Abstract:G protein-coupled receptors (GPCRs) relay extracellular stimuli into specific cellular functions. Cells express many different GPCRs, but all these GPCRs signal to only a few second messengers such as cAMP. It is largely unknown how cells distinguish between signals triggered by different GPCRs to orchestrate their complex functions. Here, we demonstrate that individual GPCRs signal via receptor-associated independent cAMP nanodomains (RAINs) that constitute self-sufficient, independent cell signaling units.
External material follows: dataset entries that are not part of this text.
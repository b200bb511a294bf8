//! Session VWAP Accumulator
//!
//! Running volume-weighted average price scoped to one trading session.
//! A session begins at a configured local time; the first tick at or after
//! that time on a new calendar date resets the sums.

use std::sync::Arc;

use chrono::{NaiveDate, NaiveDateTime, NaiveTime};
use serde::Serialize;

use super::clock::SessionClock;

/// Default session start hour (exchange local time).
pub const DEFAULT_SESSION_START_HOUR: u32 = 9;

/// Default session start minute (exchange local time).
pub const DEFAULT_SESSION_START_MINUTE: u32 = 15;

/// Result of feeding one tick to the accumulator.
#[derive(Debug, Clone, Copy, PartialEq)]
pub struct VwapUpdate {
    /// VWAP after this tick.
    pub vwap: Option<f64>,
    /// Date of the session this tick started, if it reset the accumulator.
    pub session_reset: Option<NaiveDate>,
}

/// Point-in-time view of the accumulator.
#[derive(Debug, Clone, PartialEq, Serialize)]
pub struct VwapStatistics {
    /// Current VWAP.
    pub vwap: Option<f64>,
    /// Σ(price × volume) for the session.
    pub cumulative_pv: f64,
    /// Σ(volume) for the session.
    pub cumulative_volume: i64,
    /// Ticks accumulated this session.
    pub tick_count: u64,
    /// Whether a session has started.
    pub session_initialized: bool,
    /// Date of the current session.
    pub session_date: Option<NaiveDate>,
    /// Local time of the last accumulated tick.
    pub last_update_time: Option<NaiveDateTime>,
}

/// Session-scoped VWAP accumulator.
#[derive(Debug)]
pub struct SessionVwap {
    clock: Arc<dyn SessionClock>,
    session_start: NaiveTime,
    cumulative_pv: f64,
    cumulative_volume: i64,
    current_vwap: Option<f64>,
    session_date: Option<NaiveDate>,
    tick_count: u64,
    last_update_time: Option<i64>,
}

impl SessionVwap {
    /// Create an accumulator whose sessions start at `session_start`.
    #[must_use]
    pub fn new(session_start: NaiveTime, clock: Arc<dyn SessionClock>) -> Self {
        Self {
            clock,
            session_start,
            cumulative_pv: 0.0,
            cumulative_volume: 0,
            current_vwap: None,
            session_date: None,
            tick_count: 0,
            last_update_time: None,
        }
    }

    /// Default session start (09:15).
    #[must_use]
    pub fn default_session_start() -> NaiveTime {
        NaiveTime::from_hms_opt(DEFAULT_SESSION_START_HOUR, DEFAULT_SESSION_START_MINUTE, 0)
            .unwrap_or(NaiveTime::MIN)
    }

    /// Feed one tick.
    ///
    /// Ticks with non-positive volume only participate in session-boundary
    /// detection.
    pub fn update(&mut self, price: f64, volume_delta: i64, timestamp: i64) -> VwapUpdate {
        let local = self.clock.local_datetime(timestamp);
        let session_reset = self.is_new_session(local).then(|| {
            self.reset();
            self.session_date = Some(local.date());
            local.date()
        });

        if volume_delta <= 0 {
            return VwapUpdate {
                vwap: self.current_vwap,
                session_reset,
            };
        }

        #[allow(clippy::cast_precision_loss)]
        let volume = volume_delta as f64;
        self.cumulative_pv += price * volume;
        self.cumulative_volume += volume_delta;

        if self.cumulative_volume > 0 {
            #[allow(clippy::cast_precision_loss)]
            let total = self.cumulative_volume as f64;
            self.current_vwap = Some(self.cumulative_pv / total);
        }

        self.tick_count += 1;
        self.last_update_time = Some(timestamp);

        VwapUpdate {
            vwap: self.current_vwap,
            session_reset,
        }
    }

    fn is_new_session(&self, local: NaiveDateTime) -> bool {
        let after_start = local.time() >= self.session_start;
        match self.session_date {
            None => after_start,
            Some(date) => local.date() > date && after_start,
        }
    }

    /// Clear the running sums. The session date is kept.
    pub const fn reset(&mut self) {
        self.cumulative_pv = 0.0;
        self.cumulative_volume = 0;
        self.current_vwap = None;
        self.tick_count = 0;
    }

    /// Current VWAP.
    #[must_use]
    pub const fn vwap(&self) -> Option<f64> {
        self.current_vwap
    }

    /// Date of the current session, if one has started.
    #[must_use]
    pub const fn session_date(&self) -> Option<NaiveDate> {
        self.session_date
    }

    /// Snapshot of the accumulator state.
    #[must_use]
    pub fn statistics(&self) -> VwapStatistics {
        VwapStatistics {
            vwap: self.current_vwap,
            cumulative_pv: self.cumulative_pv,
            cumulative_volume: self.cumulative_volume,
            tick_count: self.tick_count,
            session_initialized: self.session_date.is_some(),
            session_date: self.session_date,
            last_update_time: self
                .last_update_time
                .map(|ts| self.clock.local_datetime(ts)),
        }
    }
}

#[cfg(test)]
mod tests {
    use super::*;
    use crate::domain::clock::FixedOffsetClock;
    use proptest::prelude::*;

    // 2024-06-03 00:00:00 UTC; the tests run on a UTC clock.
    const DAY: i64 = 1_717_372_800;
    const ONE_DAY: i64 = 86_400;

    fn at(day_offset: i64, hour: i64, minute: i64) -> i64 {
        DAY + day_offset * ONE_DAY + hour * 3_600 + minute * 60
    }

    fn engine() -> SessionVwap {
        SessionVwap::new(
            SessionVwap::default_session_start(),
            Arc::new(FixedOffsetClock::utc()),
        )
    }

    #[test]
    fn first_tick_after_session_start_initializes() {
        let mut vwap = engine();
        let update = vwap.update(100.0, 10, at(0, 9, 15));
        assert_eq!(
            update.session_reset,
            Some(NaiveDate::from_ymd_opt(2024, 6, 3).unwrap())
        );
        assert_eq!(update.vwap, Some(100.0));
        assert!(vwap.statistics().session_initialized);
    }

    #[test]
    fn weights_price_by_volume() {
        let mut vwap = engine();
        vwap.update(100.0, 10, at(0, 9, 20));
        let update = vwap.update(110.0, 30, at(0, 9, 21));
        assert_eq!(update.session_reset, None);
        assert_eq!(update.vwap, Some(107.5));

        let stats = vwap.statistics();
        assert_eq!(stats.cumulative_volume, 40);
        assert_eq!(stats.cumulative_pv, 4_300.0);
        assert_eq!(stats.tick_count, 2);
    }

    #[test]
    fn non_positive_volume_leaves_vwap_unchanged() {
        let mut vwap = engine();
        vwap.update(100.0, 10, at(0, 9, 20));
        assert_eq!(vwap.update(500.0, 0, at(0, 9, 21)).vwap, Some(100.0));
        assert_eq!(vwap.update(500.0, -5, at(0, 9, 22)).vwap, Some(100.0));
        assert_eq!(vwap.statistics().tick_count, 1);
    }

    #[test]
    fn tick_before_first_session_start_does_not_initialize() {
        let mut vwap = engine();
        let update = vwap.update(100.0, 10, at(0, 9, 0));
        assert_eq!(update.session_reset, None);
        assert!(!vwap.statistics().session_initialized);

        // Pre-session volume is discarded when the session starts.
        let update = vwap.update(120.0, 10, at(0, 9, 15));
        assert!(update.session_reset.is_some());
        assert_eq!(update.vwap, Some(120.0));
    }

    #[test]
    fn new_date_resets_only_at_session_start() {
        let mut vwap = engine();
        vwap.update(100.0, 10, at(0, 10, 0));

        // Next day before the open still belongs to the previous session.
        let early = vwap.update(200.0, 10, at(1, 9, 0));
        assert_eq!(early.session_reset, None);
        assert_eq!(early.vwap, Some(150.0));

        let open = vwap.update(300.0, 10, at(1, 9, 15));
        assert_eq!(
            open.session_reset,
            Some(NaiveDate::from_ymd_opt(2024, 6, 4).unwrap())
        );
        assert_eq!(open.vwap, Some(300.0));

        // Same date, later time: no further reset.
        assert_eq!(vwap.update(300.0, 10, at(1, 15, 0)).session_reset, None);
    }

    #[test]
    fn reset_with_zero_volume_clears_vwap() {
        let mut vwap = engine();
        vwap.update(100.0, 10, at(0, 10, 0));
        let update = vwap.update(100.0, 0, at(1, 9, 30));
        assert!(update.session_reset.is_some());
        assert_eq!(update.vwap, None);
    }

    #[test]
    fn session_start_respects_clock_offset() {
        let ist = FixedOffsetClock::default();
        let mut vwap = SessionVwap::new(SessionVwap::default_session_start(), Arc::new(ist));

        // 03:44 UTC is 09:14 IST.
        assert!(vwap.update(100.0, 1, at(0, 3, 44)).session_reset.is_none());
        // 03:45 UTC is 09:15 IST.
        assert!(vwap.update(100.0, 1, at(0, 3, 45)).session_reset.is_some());
    }

    #[test]
    fn records_last_update_time() {
        let mut vwap = engine();
        vwap.update(100.0, 10, at(0, 9, 30));
        let stats = vwap.statistics();
        assert_eq!(
            stats.last_update_time,
            Some(
                NaiveDate::from_ymd_opt(2024, 6, 3)
                    .unwrap()
                    .and_hms_opt(9, 30, 0)
                    .unwrap()
            )
        );
    }

    proptest! {
        #[test]
        fn matches_volume_weighted_mean(
            ticks in prop::collection::vec((1.0_f64..100_000.0, 1_i64..10_000), 1..100),
        ) {
            let mut vwap = engine();
            let mut pv = 0.0;
            let mut volume = 0.0;
            let mut last = None;
            for (i, (price, delta)) in ticks.iter().enumerate() {
                let ts = at(0, 9, 15) + i64::try_from(i).unwrap();
                last = vwap.update(*price, *delta, ts).vwap;
                pv += price * (*delta as f64);
                volume += *delta as f64;
            }
            let expected = pv / volume;
            let actual = last.unwrap();
            prop_assert!((actual - expected).abs() <= expected.abs() * 1e-9);
        }
    }
}
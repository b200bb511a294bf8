//! Reconnect Backoff
//!
//! Exponential backoff with symmetric jitter for feed reconnects. The delay
//! for attempt `n` (1-based) is `initial * multiplier^(n-1)`, capped at
//! `max_delay`, then jittered by up to `±jitter_factor`.

use std::time::Duration;

use rand::Rng;

use crate::infrastructure::config::WebSocketSettings;

/// Backoff parameters.
#[derive(Debug, Clone, PartialEq)]
pub struct ReconnectConfig {
    /// Delay before the first reconnect.
    pub initial_delay: Duration,
    /// Upper bound on any delay before jitter.
    pub max_delay: Duration,
    /// Growth factor per attempt.
    pub multiplier: f64,
    /// Jitter as a fraction of the delay.
    pub jitter_factor: f64,
    /// Attempts before giving up (0 = unlimited).
    pub max_attempts: u32,
}

impl Default for ReconnectConfig {
    fn default() -> Self {
        Self::from(&WebSocketSettings::default())
    }
}

impl From<&WebSocketSettings> for ReconnectConfig {
    fn from(settings: &WebSocketSettings) -> Self {
        Self {
            initial_delay: settings.reconnect_delay_initial,
            max_delay: settings.reconnect_delay_max,
            multiplier: settings.reconnect_delay_multiplier,
            jitter_factor: 0.1,
            max_attempts: settings.max_reconnect_attempts,
        }
    }
}

/// Tracks consecutive failed connection attempts.
#[derive(Debug)]
pub struct ReconnectPolicy {
    config: ReconnectConfig,
    attempts: u32,
}

impl ReconnectPolicy {
    /// Create a policy with no failed attempts.
    #[must_use]
    pub const fn new(config: ReconnectConfig) -> Self {
        Self {
            config,
            attempts: 0,
        }
    }

    /// Register a failed attempt and return the wait before the next one.
    ///
    /// Returns `None` once `max_attempts` is exhausted.
    #[must_use]
    pub fn next_delay(&mut self) -> Option<Duration> {
        if !self.should_retry() {
            return None;
        }
        self.attempts += 1;
        Some(self.jitter(self.base_delay(self.attempts)))
    }

    /// Delay for attempt `n` before jitter.
    #[must_use]
    pub fn base_delay(&self, attempt: u32) -> Duration {
        let exponent = i32::try_from(attempt.saturating_sub(1)).unwrap_or(i32::MAX);
        let factor = self.config.multiplier.max(1.0).powi(exponent);
        let max_secs = self.config.max_delay.as_secs_f64();
        let secs = (self.config.initial_delay.as_secs_f64() * factor).min(max_secs);

        if secs.is_finite() && secs >= 0.0 {
            Duration::from_secs_f64(secs)
        } else {
            self.config.max_delay
        }
    }

    fn jitter(&self, delay: Duration) -> Duration {
        if self.config.jitter_factor <= 0.0 || delay.is_zero() {
            return delay;
        }
        let spread = delay.as_secs_f64() * self.config.jitter_factor;
        let offset: f64 = rand::rng().random_range(-spread..=spread);
        Duration::from_secs_f64((delay.as_secs_f64() + offset).max(0.001))
    }

    /// A connection succeeded; start over.
    pub const fn reset(&mut self) {
        self.attempts = 0;
    }

    /// Failed attempts since the last success.
    #[must_use]
    pub const fn attempt_count(&self) -> u32 {
        self.attempts
    }

    /// Whether another attempt is allowed.
    #[must_use]
    pub const fn should_retry(&self) -> bool {
        self.config.max_attempts == 0 || self.attempts < self.config.max_attempts
    }
}
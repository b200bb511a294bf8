//! Health Check and Metrics Endpoint
//!
//! # Endpoints
//!
//! - `GET /health` - JSON status: feed connection, pipeline counters, VWAP
//! - `GET /healthz` - liveness probe (simple OK)
//! - `GET /readyz` - readiness probe, ready while the feed is connected
//! - `GET /metrics` - Prometheus metrics in text format

use std::net::SocketAddr;
use std::sync::Arc;
use std::time::Instant;

use axum::{Json, Router, extract::State, http::StatusCode, response::IntoResponse, routing::get};
use chrono::{DateTime, Utc};
use serde::Serialize;
use tokio::net::TcpListener;
use tokio_util::sync::CancellationToken;

use crate::application::services::{PipelineStats, PipelineStatsSnapshot};
use crate::infrastructure::dhan::{ConnectionState, FeedState};
use crate::infrastructure::events::EventHub;
use crate::infrastructure::metrics::get_metrics_handle;

// =============================================================================
// Health Response Types
// =============================================================================

/// Health check response.
#[derive(Debug, Clone, Serialize)]
pub struct HealthResponse {
    /// Overall status.
    pub status: HealthStatus,
    /// Service version.
    pub version: String,
    /// Server uptime in seconds.
    pub uptime_secs: u64,
    /// Current time.
    pub current_time: DateTime<Utc>,
    /// Market feed status.
    pub feed: FeedInfo,
    /// Pipeline counters and current VWAP.
    pub pipeline: PipelineStatsSnapshot,
    /// Active event subscribers.
    pub event_subscribers: usize,
}

/// Overall health status.
#[derive(Debug, Clone, Copy, PartialEq, Eq, Serialize)]
#[serde(rename_all = "lowercase")]
pub enum HealthStatus {
    /// Feed connected.
    Healthy,
    /// Feed reconnecting.
    Degraded,
    /// Feed down.
    Unhealthy,
}

/// Feed connection status.
#[derive(Debug, Clone, Serialize)]
pub struct FeedInfo {
    /// Connection state.
    pub state: ConnectionState,
    /// Whether the feed is connected.
    pub connected: bool,
    /// Binary frames received.
    pub frames_received: u64,
    /// Frames dropped because the engine was behind.
    pub frames_dropped: u64,
    /// Current reconnect attempts (0 if connected).
    pub reconnect_attempts: u32,
    /// Last successful connection.
    pub last_connected_at: Option<DateTime<Utc>>,
    /// Error that ended the last connection.
    pub last_error: Option<String>,
}

impl FeedInfo {
    fn from_state(state: &FeedState) -> Self {
        let connection_state = state.get_state();
        Self {
            state: connection_state,
            connected: connection_state == ConnectionState::Connected,
            frames_received: state.get_frames_received(),
            frames_dropped: state.get_frames_dropped(),
            reconnect_attempts: state.get_reconnect_attempts(),
            last_connected_at: state.last_connected_at(),
            last_error: state.last_error(),
        }
    }
}

// =============================================================================
// Health Server State
// =============================================================================

/// Shared state for the health server.
pub struct HealthServerState {
    version: String,
    started_at: Instant,
    feed: Arc<FeedState>,
    stats: Arc<PipelineStats>,
    events: Arc<EventHub>,
}

impl HealthServerState {
    /// Create new health server state.
    #[must_use]
    pub fn new(
        version: String,
        feed: Arc<FeedState>,
        stats: Arc<PipelineStats>,
        events: Arc<EventHub>,
    ) -> Self {
        Self {
            version,
            started_at: Instant::now(),
            feed,
            stats,
            events,
        }
    }
}

// =============================================================================
// Health Server
// =============================================================================

/// Health check HTTP server.
pub struct HealthServer {
    port: u16,
    state: Arc<HealthServerState>,
    cancel: CancellationToken,
}

impl HealthServer {
    /// Create a new health server.
    #[must_use]
    pub const fn new(port: u16, state: Arc<HealthServerState>, cancel: CancellationToken) -> Self {
        Self {
            port,
            state,
            cancel,
        }
    }

    /// Run the health server until cancelled.
    ///
    /// # Errors
    ///
    /// Returns `HealthServerError` if binding fails or the HTTP server
    /// encounters a fatal error while running.
    pub async fn run(self) -> Result<(), HealthServerError> {
        let addr = SocketAddr::from(([0, 0, 0, 0], self.port));
        let listener = TcpListener::bind(addr)
            .await
            .map_err(|e| HealthServerError::BindFailed(self.port, e.to_string()))?;

        tracing::info!(port = self.port, "Health server listening");

        axum::serve(listener, router(self.state))
            .with_graceful_shutdown(self.cancel.cancelled_owned())
            .await
            .map_err(|e| HealthServerError::ServerFailed(e.to_string()))?;

        tracing::info!("Health server stopped");
        Ok(())
    }
}

fn router(state: Arc<HealthServerState>) -> Router {
    Router::new()
        .route("/health", get(health_handler))
        .route("/healthz", get(liveness_handler))
        .route("/readyz", get(readiness_handler))
        .route("/metrics", get(metrics_handler))
        .with_state(state)
}

// =============================================================================
// HTTP Handlers
// =============================================================================

async fn health_handler(State(state): State<Arc<HealthServerState>>) -> impl IntoResponse {
    let response = build_health_response(&state);
    let status_code = match response.status {
        HealthStatus::Healthy | HealthStatus::Degraded => StatusCode::OK,
        HealthStatus::Unhealthy => StatusCode::SERVICE_UNAVAILABLE,
    };
    (status_code, Json(response))
}

async fn liveness_handler() -> impl IntoResponse {
    (StatusCode::OK, "OK")
}

async fn readiness_handler(State(state): State<Arc<HealthServerState>>) -> impl IntoResponse {
    if state.feed.is_connected() {
        (StatusCode::OK, "READY")
    } else {
        (StatusCode::SERVICE_UNAVAILABLE, "NOT READY")
    }
}

async fn metrics_handler() -> impl IntoResponse {
    get_metrics_handle().map_or_else(
        || {
            (
                StatusCode::SERVICE_UNAVAILABLE,
                [("content-type", "text/plain")],
                "Metrics not initialized".to_string(),
            )
        },
        |handle| {
            (
                StatusCode::OK,
                [("content-type", "text/plain; version=0.0.4; charset=utf-8")],
                handle.render(),
            )
        },
    )
}

fn build_health_response(state: &HealthServerState) -> HealthResponse {
    let feed = FeedInfo::from_state(&state.feed);

    HealthResponse {
        status: determine_health_status(feed.state),
        version: state.version.clone(),
        uptime_secs: state.started_at.elapsed().as_secs(),
        current_time: Utc::now(),
        feed,
        pipeline: state.stats.snapshot(),
        event_subscribers: state.events.receiver_count(),
    }
}

const fn determine_health_status(state: ConnectionState) -> HealthStatus {
    match state {
        ConnectionState::Connected => HealthStatus::Healthy,
        ConnectionState::Connecting | ConnectionState::Reconnecting => HealthStatus::Degraded,
        ConnectionState::Disconnected | ConnectionState::Error => HealthStatus::Unhealthy,
    }
}

// =============================================================================
// Errors
// =============================================================================

/// Health server errors.
#[derive(Debug, thiserror::Error)]
pub enum HealthServerError {
    /// Failed to bind to port.
    #[error("failed to bind to port {0}: {1}")]
    BindFailed(u16, String),

    /// Server error.
    #[error("server error: {0}")]
    ServerFailed(String),
}

// =============================================================================
// Tests
// =============================================================================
Low concentrations of glucagon-like peptide 1 (GLP-1) and isoproterenol exclusively generate highly localized cAMP pools around GLP-1- and β(2)-adrenergic receptors, respectively, which are protected from cAMP originating from other receptors and cell compartments. Mapping local cAMP concentrations with engineered GPCRnanorulers reveals gradients over only tens of nanometers that define the size of individual RAINs. The coexistence of many such RAINs allows a single cell to operate thousands of independent cellular signals simultaneously, rather than function as a simple "on/off" switch.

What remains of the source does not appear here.